Abstract

Background/Aims: The aim of this multicentre, randomised, controlled, clinical trial was to evaluate the effect of prednisolone followed by lymphoblastoid interferon treatment in chronic hepatitis B. Methods: Two hundred and thirteen patients with chronic hepatitis B were randomised to either prednisolone (2 weeks of 0.6 mg/kg/day, 1 week of 0.45 mg/kg/day and 1 week of 0.25 mg/kg/day) or matching placebo followed by a 2-week rest phase and then human lymphoblastoid interferon 10 MU daily for 5 days followed by 10 MU thrice weekly for 11 weeks. Of 200 evaluable patients, 33 (16.5%) were females, and 50 (25%) were male homosexuals. Thirty three patients (16.5%) had chronic persistent hepatitis, 145 (72.5%) had chronic active hepatitis and 22 (11%) had active cirrhosis. Results: Survival analysis disclosed statistically significant effects of prednisolone pre-treatment on both HBeAg disappearance and HBeAg to anti-HBe seroconversion (log-rank test statistics 5.43; p=0.02 and 4.75; p=0.03). Observed HBeAg disappearance and HBeAg to anti-HBe seroconversion rates (placebo vs. prednisolone patients) were 28% vs. 44% and 23% vs. 38%. Six months after stopping interferon, HBV DNA was negative in 51% of prednisolone patients vs. 28% of placebo patients (Chi-square test statistic 6.13; p=0.013).
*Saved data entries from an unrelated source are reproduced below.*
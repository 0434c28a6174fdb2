use std::{collections::BTreeMap, sync::Arc};

use chrono::Local;
use derive_more::{Display, Error};
use tokio::sync::{Mutex, RwLock};

use crate::{
    core::{
        battery::{BatteryId, BatteryState},
        request::ChargeRequest,
        transition::Transition,
    },
    prelude::*,
    quantity::{energy::KilowattHours, power::Kilowatts},
};

#[derive(Debug, Display, Error)]
#[display("battery `{_0}` is not found")]
pub struct NotFound(#[error(not(source))] pub BatteryId);

/// In-memory battery records.
///
/// Each record sits behind its own lock, so updates of the same battery are applied one
/// after another while different batteries are updated concurrently.
#[derive(Default)]
pub struct Fleet {
    records: RwLock<BTreeMap<BatteryId, Arc<Mutex<BatteryState>>>>,
}

impl Fleet {
    /// Register a new battery with a random ID and the initial state-of-charge.
    #[instrument(skip_all, fields(capacity = %capacity, max_power = %max_power))]
    pub async fn register(
        &self,
        capacity: KilowattHours,
        max_power: Kilowatts,
    ) -> Result<BatteryState> {
        let state = BatteryState::builder()
            .id(BatteryId::random())
            .capacity(capacity)
            .max_power(max_power)
            .build()?;
        self.insert(state.clone()).await?;
        Ok(state)
    }

    #[instrument(skip_all, fields(id = %state.id))]
    pub async fn insert(&self, state: BatteryState) -> Result {
        state.validate()?;
        let mut records = self.records.write().await;
        ensure!(!records.contains_key(&state.id), "battery `{}` is already registered", state.id);
        info!(soc = %state.state_of_charge, "registered");
        records.insert(state.id.clone(), Arc::new(Mutex::new(state)));
        Ok(())
    }

    pub async fn get(&self, id: &BatteryId) -> Result<BatteryState> {
        let record = self.record(id).await?;
        let state = record.lock().await.clone();
        Ok(state)
    }

    #[instrument(skip_all, fields(id = %id))]
    pub async fn remove(&self, id: &BatteryId) -> Result<BatteryState> {
        let record =
            self.records.write().await.remove(id).ok_or_else(|| NotFound(id.clone()))?;
        let state = record.lock().await.clone();
        info!("removed");
        Ok(state)
    }

    /// All batteries ordered by ID.
    pub async fn snapshot(&self) -> Vec<BatteryState> {
        let records: Vec<_> = self.records.read().await.values().cloned().collect();
        let mut states = Vec::with_capacity(records.len());
        for record in records {
            states.push(record.lock().await.clone());
        }
        states
    }

    /// Apply the request to the stored battery and replace the record with the outcome.
    ///
    /// The record stays locked for the whole read-modify-write.
    #[instrument(skip_all, fields(id = %id, power = %request.power(), duration = %request.duration()))]
    pub async fn update(&self, id: &BatteryId, request: ChargeRequest) -> Result<Transition> {
        let record = self.record(id).await?;
        let mut state = record.lock().await;
        let transition = Transition::try_new(&state, request, Local::now())?;
        debug!(
            before = %state.state_of_charge,
            after = %transition.state.state_of_charge,
            cycles = transition.state.cycles,
            "updated",
        );
        *state = transition.state.clone();
        drop(state);
        Ok(transition)
    }

    async fn record(&self, id: &BatteryId) -> Result<Arc<Mutex<BatteryState>>> {
        let record = self.records.read().await.get(id).cloned();
        record.ok_or_else(|| NotFound(id.clone()).into())
    }
}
Prednisolone pre-treatment tended to be more effective in patients with higher transaminase levels and in patients with low levels of HBV DNA. Fifteen patients (7.5%) (13 within 1 year of follow-up) eventually lost HBsAg; 14 of these subsequently developed anti-HBs. Interferon treatment was modified in 102 patients (51%). Three out of 22 patients with cirrhosis (14%), one of whom received prednisolone pre-treatment, developed hepatic decompensation with a fatal outcome while on interferon treatment. Conclusions: Prednisolone pre-treatment significantly enhanced the treatment effect of lymphoblastoid interferon in terms of HBeAg clearance and seroconversion to anti-HBe. Treatment should be used with caution in patients with cirrhosis and avoided in patients showing signs, or with a history, of decompensated cirrhosis.